Understanding that, TI has developed a tool called “simultaneous localization and mapping” (SLAM). It’s a set of algorithms that allows the mobile robot to explore an unknown environment and update its situation while simultaneously updating map data. It uses both visual (camera) and LiDAR data for input assessment and decision-making. SLAM has three groups of advanced algorithms: filter-based, graph, and deep learning. Of particular interest to this conversation is deep learning.
Deep learning is where the most advanced features of embedded processors, like the AM69A, shine. For the mobile robot to accomplish all of the functions necessary for dynamic movement, the processor must integrate the sophisticated hardware and complex software discussed earlier. To store and manipulate incoming data from many sources demands fast processing, sufficient storage, and multiple layers of neural networks. That’s the only way to ensure safe, precise, and agile ongoing operations in real-time applications.
Safety First
At some level, all robotic solutions—hospitals, assembly lines, warehouses, transportation, environment, etc.—safety is a priority. While safety is a basic component of the hardware, advanced applications often require additional data to fully realize the required safety standards and certifications.
TI is keenly aware of this and has a vast array of safety resources.

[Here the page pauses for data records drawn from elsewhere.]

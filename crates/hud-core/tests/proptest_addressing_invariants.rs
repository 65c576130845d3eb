// SPDX-License-Identifier: MIT
//! Property-based invariant tests for nest-id addressing.
//!
//! ## Invariants
//!
//! 1. Round trip: inserting a child and resolving `child_path(parent, id)`
//!    finds exactly that child.
//! 2. `parent_path` inverts `child_path`.
//! 3. Every node in a constructed tree is reachable through its own nest id.
//! 4. Resolution never panics on arbitrary path strings.

use hud_core::node::{Group, NodeSource};
use hud_core::{nest, resolve};
use proptest::prelude::*;

// ── Strategies ────────────────────────────────────────────────────────────

fn arb_id() -> impl Strategy<Value = String> {
    prop::string::string_regex("[a-z][a-z0-9-]{0,6}").unwrap()
}

/// A chain of unique ids describing a root-to-leaf path.
fn arb_id_chain() -> impl Strategy<Value = Vec<String>> {
    prop::collection::btree_set(arb_id(), 1..5).prop_map(|ids| ids.into_iter().collect())
}

fn chain_to_tree(chain: &[String]) -> Vec<Group> {
    let mut iter = chain.iter().rev();
    let first = iter.next().expect("chain is non-empty");
    let mut node = Group::new(first, first, NodeSource::System);
    for id in iter {
        let mut parent = Group::new(id, id, NodeSource::System);
        parent.push_group(node);
        node = parent;
    }
    vec![node]
}

// ── 1 + 2. Round trip and parent inversion ────────────────────────────────

proptest! {
    #![proptest_config(ProptestConfig::with_cases(256))]

    #[test]
    fn child_path_round_trips_through_resolve(chain in arb_id_chain(), child in arb_id()) {
        prop_assume!(!chain.contains(&child));
        let mut roots = chain_to_tree(&chain);

        // Deepest node in the chain.
        let leaf_nest = chain.join("_");
        let parent = hud_core::resolve_mut(&mut roots, &leaf_nest).unwrap();
        let parent_nest = parent.nest_id.clone();
        parent.push_group(Group::new(&child, &child, NodeSource::System));

        let nest_id = nest::child_path(&parent_nest, &child).unwrap();
        let found = resolve(&roots, &nest_id).unwrap();
        prop_assert_eq!(&found.id, &child);
        prop_assert_eq!(&found.nest_id, &nest_id);

        prop_assert_eq!(nest::parent_path(&nest_id), Some(parent_nest.as_str()));
    }
}

// ── 3. Self-reachability ──────────────────────────────────────────────────

proptest! {
    #![proptest_config(ProptestConfig::with_cases(256))]

    #[test]
    fn every_node_resolves_by_its_own_nest_id(chain in arb_id_chain()) {
        let roots = chain_to_tree(&chain);

        let mut nest_ids = Vec::new();
        fn collect(group: &Group, out: &mut Vec<String>) {
            out.push(group.nest_id.clone());
            for child in &group.groups {
                collect(child, out);
            }
        }
        for root in &roots {
            collect(root, &mut nest_ids);
        }

        for nest_id in nest_ids {
            let found = resolve(&roots, &nest_id);
            prop_assert!(found.is_some(), "unreachable nest id {nest_id}");
            prop_assert_eq!(&found.unwrap().nest_id, &nest_id);
        }
    }
}

// ── 4. Totality on arbitrary input ────────────────────────────────────────

proptest! {
    #![proptest_config(ProptestConfig::with_cases(256))]

    #[test]
    fn resolve_never_panics(chain in arb_id_chain(), probe in "[a-z_|]{0,24}") {
        let roots = chain_to_tree(&chain);
        let _ = resolve(&roots, &probe);
        let _ = nest::parent_path(&probe);
        let _ = nest::leaf_id(&probe);
    }
}
// SPDX-License-Identifier: MIT
//! Generic utility actions: combat and visibility toggles, end turn.
//!
//! These are system-independent. The encoded variant switches between
//! per-token and multi-token forms based on how many tokens back the
//! character, so execution dispatch downstream knows whether to act on one
//! token or the whole selection.

#![forbid(unsafe_code)]

use hud_core::character::Character;
use hud_core::encoded::EncodedValue;
use hud_core::node::NodeSource;

use crate::generator::{
    ActionGenerator, ActionRecord, GeneratorError, GeneratorOutput, GroupTarget,
};

/// Default id of the system subcategory utility actions land in.
pub const UTILITY_GROUP_ID: &str = "utility";

/// Built-in generator for combat/visibility toggles.
pub struct UtilityGenerator {
    group_id: String,
}

impl Default for UtilityGenerator {
    fn default() -> Self {
        Self::new()
    }
}

impl UtilityGenerator {
    /// Target the default [`UTILITY_GROUP_ID`] subcategory.
    pub fn new() -> Self {
        Self {
            group_id: UTILITY_GROUP_ID.to_owned(),
        }
    }

    /// Target a differently named subcategory.
    pub fn with_group_id(group_id: impl Into<String>) -> Self {
        Self {
            group_id: group_id.into(),
        }
    }

    fn variant(character: &Character) -> &'static str {
        if character.token_count() > 1 { "multi" } else { "token" }
    }
}

impl ActionGenerator for UtilityGenerator {
    fn name(&self) -> &str {
        "utility"
    }

    fn targets(&self, _character: &Character) -> Vec<GroupTarget> {
        vec![GroupTarget::new(&self.group_id, NodeSource::System)]
    }

    fn populate(
        &self,
        character: &Character,
        out: &mut GeneratorOutput,
    ) -> Result<(), GeneratorError> {
        if character.token_count() == 0 {
            // Nothing on the canvas to toggle; the slot stays empty and the
            // merge pass fully replaces the group with no actions.
            return Ok(());
        }

        let variant = Self::variant(character);
        let encode = |verb: &str| {
            EncodedValue::new("utility", &[variant, verb])
                .map_err(|e| GeneratorError::new("bad utility encoding").with_source(e))
        };

        let mut records = vec![
            ActionRecord::new("toggle-combat", "Toggle Combat", encode("toggleCombat")?),
            ActionRecord::new(
                "toggle-visibility",
                "Toggle Visibility",
                encode("toggleVisibility")?,
            ),
        ];
        if character.token_count() == 1 {
            records.push(ActionRecord::new("end-turn", "End Turn", encode("endTurn")?));
        }

        out.add_actions(GroupTarget::new(&self.group_id, NodeSource::System), records);
        Ok(())
    }
}

// =============================================================================
// Tests
// =============================================================================
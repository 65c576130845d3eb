// SPDX-License-Identifier: MIT
//! Stable compound keys identifying an action's underlying game capability.
//!
//! Generated actions are recreated with fresh memory identity on every
//! rebuild; the encoded value is the key that survives. Two actions with
//! equal encoded values are the same action for merge purposes, which is why
//! selection snapshots are keyed by encoded value and never by transient id.
//!
//! The format is segments joined by [`DELIMITER`]; the first segment is the
//! action-type tag, the rest are type-specific arguments that execution
//! dispatch (out of scope here) splits back out.

#![forbid(unsafe_code)]

use std::fmt;

use serde::{Deserialize, Serialize};

use crate::nest::InvalidId;

/// Segment delimiter inside an encoded value. Must not appear inside ids.
pub const DELIMITER: char = '|';

/// A validated encoded action key.
///
/// Equality and hashing define action identity across rebuilds.
#[derive(Debug, Clone, PartialEq, Eq, Hash, PartialOrd, Ord, Serialize, Deserialize)]
#[serde(transparent)]
pub struct EncodedValue(String);

impl EncodedValue {
    /// Build an encoded value from an action-type tag and its arguments.
    ///
    /// Fails with [`InvalidId`] when any segment is empty or contains the
    /// delimiter.
    pub fn new(action_type: &str, parts: &[&str]) -> Result<Self, InvalidId> {
        validate_segment(action_type)?;
        let mut value = String::from(action_type);
        for part in parts {
            validate_segment(part)?;
            value.push(DELIMITER);
            value.push_str(part);
        }
        Ok(Self(value))
    }

    /// The action-type tag (first segment).
    pub fn action_type(&self) -> &str {
        self.0.split(DELIMITER).next().unwrap_or("")
    }

    /// The type-specific arguments (everything after the tag).
    pub fn parts(&self) -> impl Iterator<Item = &str> {
        self.0.split(DELIMITER).skip(1)
    }

    /// The raw joined form.
    pub fn as_str(&self) -> &str {
        &self.0
    }
}

impl fmt::Display for EncodedValue {
    fn fmt(&self, f: &mut fmt::Formatter<'_>) -> fmt::Result {
        f.write_str(&self.0)
    }
}

fn validate_segment(segment: &str) -> Result<(), InvalidId> {
    if segment.is_empty() || segment.contains(DELIMITER) {
        return Err(InvalidId { id: segment.to_owned() });
    }
    Ok(())
}

// =============================================================================
// Tests
// =============================================================================
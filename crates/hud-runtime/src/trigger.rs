// SPDX-License-Identifier: MIT
//! Opaque trigger descriptors.
//!
//! The scheduler is agnostic to what fired it; triggers exist for logging
//! and for the session controller's one semantic guard (settings-closed
//! rebuilds only when a settings change is pending).

#![forbid(unsafe_code)]

use std::fmt;

/// Broad class of a trigger, used for guard decisions.
#[derive(Debug, Clone, Copy, PartialEq, Eq)]
pub enum TriggerKind {
    /// A game-state hook fired: token selection, item change, combat
    /// change, ...
    GameEvent,
    /// A single HUD setting changed while the settings dialog is open.
    SettingChange,
    /// The settings dialog closed.
    SettingsClosed,
    /// An explicit request from the controller (resets, edits, manual
    /// refresh).
    ControllerRequest,
}

impl TriggerKind {
    /// Stable textual form for logs.
    pub fn as_str(self) -> &'static str {
        match self {
            Self::GameEvent => "game-event",
            Self::SettingChange => "setting-change",
            Self::SettingsClosed => "settings-closed",
            Self::ControllerRequest => "controller",
        }
    }
}

/// A rebuild trigger: a kind plus the hook or operation name that fired.
#[derive(Debug, Clone, PartialEq, Eq)]
pub struct Trigger {
    /// Guard-relevant class.
    pub kind: TriggerKind,
    /// Hook or operation name, for logs only.
    pub name: String,
}

impl Trigger {
    /// A game-state hook trigger.
    pub fn game_event(name: impl Into<String>) -> Self {
        Self {
            kind: TriggerKind::GameEvent,
            name: name.into(),
        }
    }

    /// A single-setting change.
    pub fn setting_change(name: impl Into<String>) -> Self {
        Self {
            kind: TriggerKind::SettingChange,
            name: name.into(),
        }
    }

    /// The settings dialog closed.
    pub fn settings_closed() -> Self {
        Self {
            kind: TriggerKind::SettingsClosed,
            name: "settings-closed".to_owned(),
        }
    }

    /// An explicit controller request.
    pub fn controller(name: impl Into<String>) -> Self {
        Self {
            kind: TriggerKind::ControllerRequest,
            name: name.into(),
        }
    }
}

impl fmt::Display for Trigger {
    fn fmt(&self, f: &mut fmt::Formatter<'_>) -> fmt::Result {
        write!(f, "{}:{}", self.kind.as_str(), self.name)
    }
}

#[cfg(test)]
mod tests {
    use super::*;

    #[test]
    fn display_combines_kind_and_name() {
        let trigger = Trigger::game_event("updateItem");
        assert_eq!(trigger.to_string(), "game-event:updateItem");
    }
}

The Jacinto Functional Safety Enablers resource is packed full of safety diagnostic software, compiler qualification kits, third-party operating systems, development tools, and additional functional-safety documentation to aid in system-level certification.

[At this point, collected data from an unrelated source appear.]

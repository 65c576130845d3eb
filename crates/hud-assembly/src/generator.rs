// SPDX-License-Identifier: MIT
//! The content-generator capability and its only mutation surface.
//!
//! Generators never touch the tree. They write into a [`GeneratorOutput`]:
//! flat action lists targeted at a `(group id, source)` slot, plus derived
//! subcategories to insert under a named parent. The assembler alone merges
//! those slots into the skeleton, so generators can run in any order (or
//! interleaved) without affecting the result — slots are keyed, not
//! positional.
//!
//! Two traits cover the two kinds of collaborator:
//!
//! - [`SystemActionProvider`] — the pluggable per-game-system source,
//!   injected at startup. Supplies the default layout and populates the
//!   `system`-typed subcategories present in the skeleton.
//! - [`ActionGenerator`] — fixed built-in sources (utility, compendium,
//!   macro) that are independent of the game system.
//!
//! A generator returning `Err` never aborts an assembly; the groups it
//! owns keep their previous snapshot contents and are flagged
//! `generator_failed`.

#![forbid(unsafe_code)]

use std::fmt;

use ahash::AHashMap;
use hud_core::character::Character;
use hud_core::encoded::EncodedValue;
use hud_core::node::NodeSource;
use hud_core::snapshot::LayoutSnapshot;

/// A content generator failed to produce actions.
///
/// Caught per generator: logged, the affected groups fall back to the
/// previous selection snapshot, and all other groups proceed normally.
#[derive(Debug)]
pub struct GeneratorError {
    message: String,
    source: Option<Box<dyn std::error::Error + Send + Sync>>,
}

impl GeneratorError {
    /// Create an error from a message.
    pub fn new(message: impl Into<String>) -> Self {
        Self {
            message: message.into(),
            source: None,
        }
    }

    /// Attach an underlying cause.
    #[must_use]
    pub fn with_source(mut self, source: impl std::error::Error + Send + Sync + 'static) -> Self {
        self.source = Some(Box::new(source));
        self
    }
}

impl fmt::Display for GeneratorError {
    fn fmt(&self, f: &mut fmt::Formatter<'_>) -> fmt::Result {
        f.write_str(&self.message)
    }
}

impl std::error::Error for GeneratorError {
    fn source(&self) -> Option<&(dyn std::error::Error + 'static)> {
        self.source
            .as_deref()
            .map(|e| e as &(dyn std::error::Error + 'static))
    }
}

/// The `(id, type)` slot an action list is aimed at.
#[derive(Debug, Clone, PartialEq, Eq, Hash)]
pub struct GroupTarget {
    /// Target group id (not nest id; generators are position-agnostic).
    pub id: String,
    /// Required ownership class of the target group.
    pub source: NodeSource,
}

impl GroupTarget {
    /// Convenience constructor.
    pub fn new(id: impl Into<String>, source: NodeSource) -> Self {
        Self {
            id: id.into(),
            source,
        }
    }
}

/// A flat action record as produced by a generator, before merging.
#[derive(Debug, Clone, PartialEq)]
pub struct ActionRecord {
    /// Short identifier, unique within the generator's output for a slot.
    pub id: String,
    /// Presentation label.
    pub name: String,
    /// Stable key identifying the underlying game capability.
    pub encoded_value: EncodedValue,
    /// Optional icon class or path.
    pub icon: Option<String>,
    /// Optional info badge text.
    pub info: Option<String>,
}

impl ActionRecord {
    /// Create a record without decorations.
    pub fn new(id: impl Into<String>, name: impl Into<String>, encoded_value: EncodedValue) -> Self {
        Self {
            id: id.into(),
            name: name.into(),
            encoded_value,
            icon: None,
            info: None,
        }
    }

    /// Set the icon decoration.
    #[must_use]
    pub fn with_icon(mut self, icon: impl Into<String>) -> Self {
        self.icon = Some(icon.into());
        self
    }

    /// Set the info badge.
    #[must_use]
    pub fn with_info(mut self, info: impl Into<String>) -> Self {
        self.info = Some(info.into());
        self
    }
}

/// A derived subcategory a generator wants inserted this cycle.
#[derive(Debug, Clone, PartialEq)]
pub struct GroupSpec {
    /// Group id, unique among the parent's children.
    pub id: String,
    /// Presentation label.
    pub name: String,
    /// Ownership class; runtime-created groups are usually
    /// [`NodeSource::SystemDerived`].
    pub source: NodeSource,
}

impl GroupSpec {
    /// Convenience constructor.
    pub fn new(id: impl Into<String>, name: impl Into<String>, source: NodeSource) -> Self {
        Self {
            id: id.into(),
            name: name.into(),
            source,
        }
    }
}

/// Collector the assembler hands to each generator.
///
/// Slots are keyed by `(id, source)`; repeated `add_actions` calls against
/// the same slot append, so co-operating generators may share a target.
#[derive(Debug, Default)]
pub struct GeneratorOutput {
    slots: AHashMap<(String, NodeSource), Vec<ActionRecord>>,
    derived: Vec<(String, GroupSpec)>,
}

impl GeneratorOutput {
    /// Create an empty collector.
    pub fn new() -> Self {
        Self::default()
    }

    /// Aim a flat list of actions at the `(id, source)` slot.
    pub fn add_actions(&mut self, target: GroupTarget, actions: Vec<ActionRecord>) {
        self.slots
            .entry((target.id, target.source))
            .or_default()
            .extend(actions);
    }

    /// Report a derived subcategory under the group with id `parent_id`.
    ///
    /// Reporting an already-known derived group keeps it alive for this
    /// cycle; unreported derived groups are pruned by the assembler.
    pub fn add_group(&mut self, parent_id: impl Into<String>, spec: GroupSpec) {
        self.derived.push((parent_id.into(), spec));
    }

    /// Remove and return the slot for `(id, source)`, if any generator
    /// filled it this cycle.
    pub(crate) fn take_slot(&mut self, id: &str, source: NodeSource) -> Option<Vec<ActionRecord>> {
        self.slots.remove(&(id.to_owned(), source))
    }

    /// Derived groups reported this cycle, in report order.
    pub(crate) fn derived(&self) -> &[(String, GroupSpec)] {
        &self.derived
    }

    /// Slots never claimed by the merge pass (no matching group in the
    /// skeleton); the assembler logs these.
    pub(crate) fn unclaimed(&self) -> impl Iterator<Item = &(String, NodeSource)> {
        self.slots.keys()
    }
}

/// The pluggable per-game-system content source.
pub trait SystemActionProvider: Send + Sync {
    /// The initial layout snapshot, copied into the store on first use and
    /// thereafter fully user-owned.
    fn default_layout(&self) -> LayoutSnapshot;

    /// Populate actions for the `system`-typed subcategory ids present in
    /// the current skeleton.
    fn populate(
        &self,
        character: &Character,
        group_ids: &[String],
        out: &mut GeneratorOutput,
    ) -> Result<(), GeneratorError>;
}

/// A fixed built-in content source (utility, compendium, macro).
pub trait ActionGenerator: Send + Sync {
    /// Name used in logs and in `AssembledTree::failed_generators`.
    fn name(&self) -> &str;

    /// The slots this generator owns for the given character. Used to scope
    /// the snapshot fallback when [`populate`](Self::populate) fails.
    fn targets(&self, character: &Character) -> Vec<GroupTarget>;

    /// Produce this cycle's actions into `out`.
    fn populate(
        &self,
        character: &Character,
        out: &mut GeneratorOutput,
    ) -> Result<(), GeneratorError>;
}

// =============================================================================
// Tests
// =============================================================================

Autonomous Robot Applications
So, how do these hardware and technical advances along with integrated functions translate into today’s robotics? They give autonomous robots the capability to expand across a wide array of segments in so many industries. These include logistics, e-commerce, warehousing, data centers, healthcare, biotech, R&D, and manufacturing. And this just scratches the surface. Within these and others, there are innumerable additional use cases. Many are in their infancy and primed for the intelligent robot revolution.
For example, in healthcare, data centers, biotech, and R&D, one will find autonomous robots transporting secure material, delivering medical supplies, and working in hazardous environments. In e-commerce, robots perform order fulfillment, return handling, material sorting, and inventory management. Warehousing robots can be found moving items and taking inventory. Industrial tasks for such robots range from simple assembly operations to complex manufacturing processes like welding, inspections, imprinting, material handling, parts sorting, and more.

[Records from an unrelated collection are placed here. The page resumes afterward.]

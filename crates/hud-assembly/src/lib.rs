// SPDX-License-Identifier: MIT
#![forbid(unsafe_code)]

//! Action HUD assembly
//!
//! Turns live generator output plus persisted snapshots into a single
//! consistent HUD tree. The three pieces:
//!
//! - [`generator`] — the capability surface content sources implement:
//!   the per-game-system [`SystemActionProvider`], built-in
//!   [`ActionGenerator`]s, and the [`GeneratorOutput`] collector that is
//!   their only way to contribute to the tree.
//! - [`merge`] — the pure reconciliation rule: saved order and visibility
//!   first, stale entries skipped, new actions appended selected.
//! - [`assembler::TreeAssembler`] — orchestrates one rebuild end to end:
//!   skeleton, fan-out, merge, derived-group bookkeeping, display
//!   truncation, selection persist.
//!
//! # Role in the workspace
//!
//! This crate does one rebuild when told to. Deciding *when* — coalescing
//! trigger bursts, keeping rebuilds mutually exclusive — is `hud-runtime`'s
//! job.

pub mod assembler;
pub mod builtin;
pub mod generator;
pub mod merge;

pub use assembler::{AssembledTree, TreeAssembler};
pub use builtin::{
    CompendiumEntry, CompendiumGenerator, CompendiumPack, CompendiumSource, MacroGenerator,
    MacroRecord, MacroSource, UtilityGenerator,
};
pub use generator::{
    ActionGenerator, ActionRecord, GeneratorError, GeneratorOutput, GroupSpec, GroupTarget,
    SystemActionProvider,
};
pub use merge::reconcile;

While some of this is rather basic, as the functions become more sophisticated, autonomous robots become quite complex. Many of these tasks require advanced embedded systems to identify, catalog, and analyze constantly changing sensor data. And some of this needs to be done simultaneously while safely navigating both static and moving obstacles in often changing environments, and on the fly.
Summary
The evolution of sophisticated mobile robots will continue to demand faster, smarter, more integrated components. At the heart of these systems will be the embedded processor. As they advance to SoCs, the future of the processor will involve the continued maturation and integration of AI, advanced technologies, and intelligent sensors, becoming the go-to device for generations of mobile robots.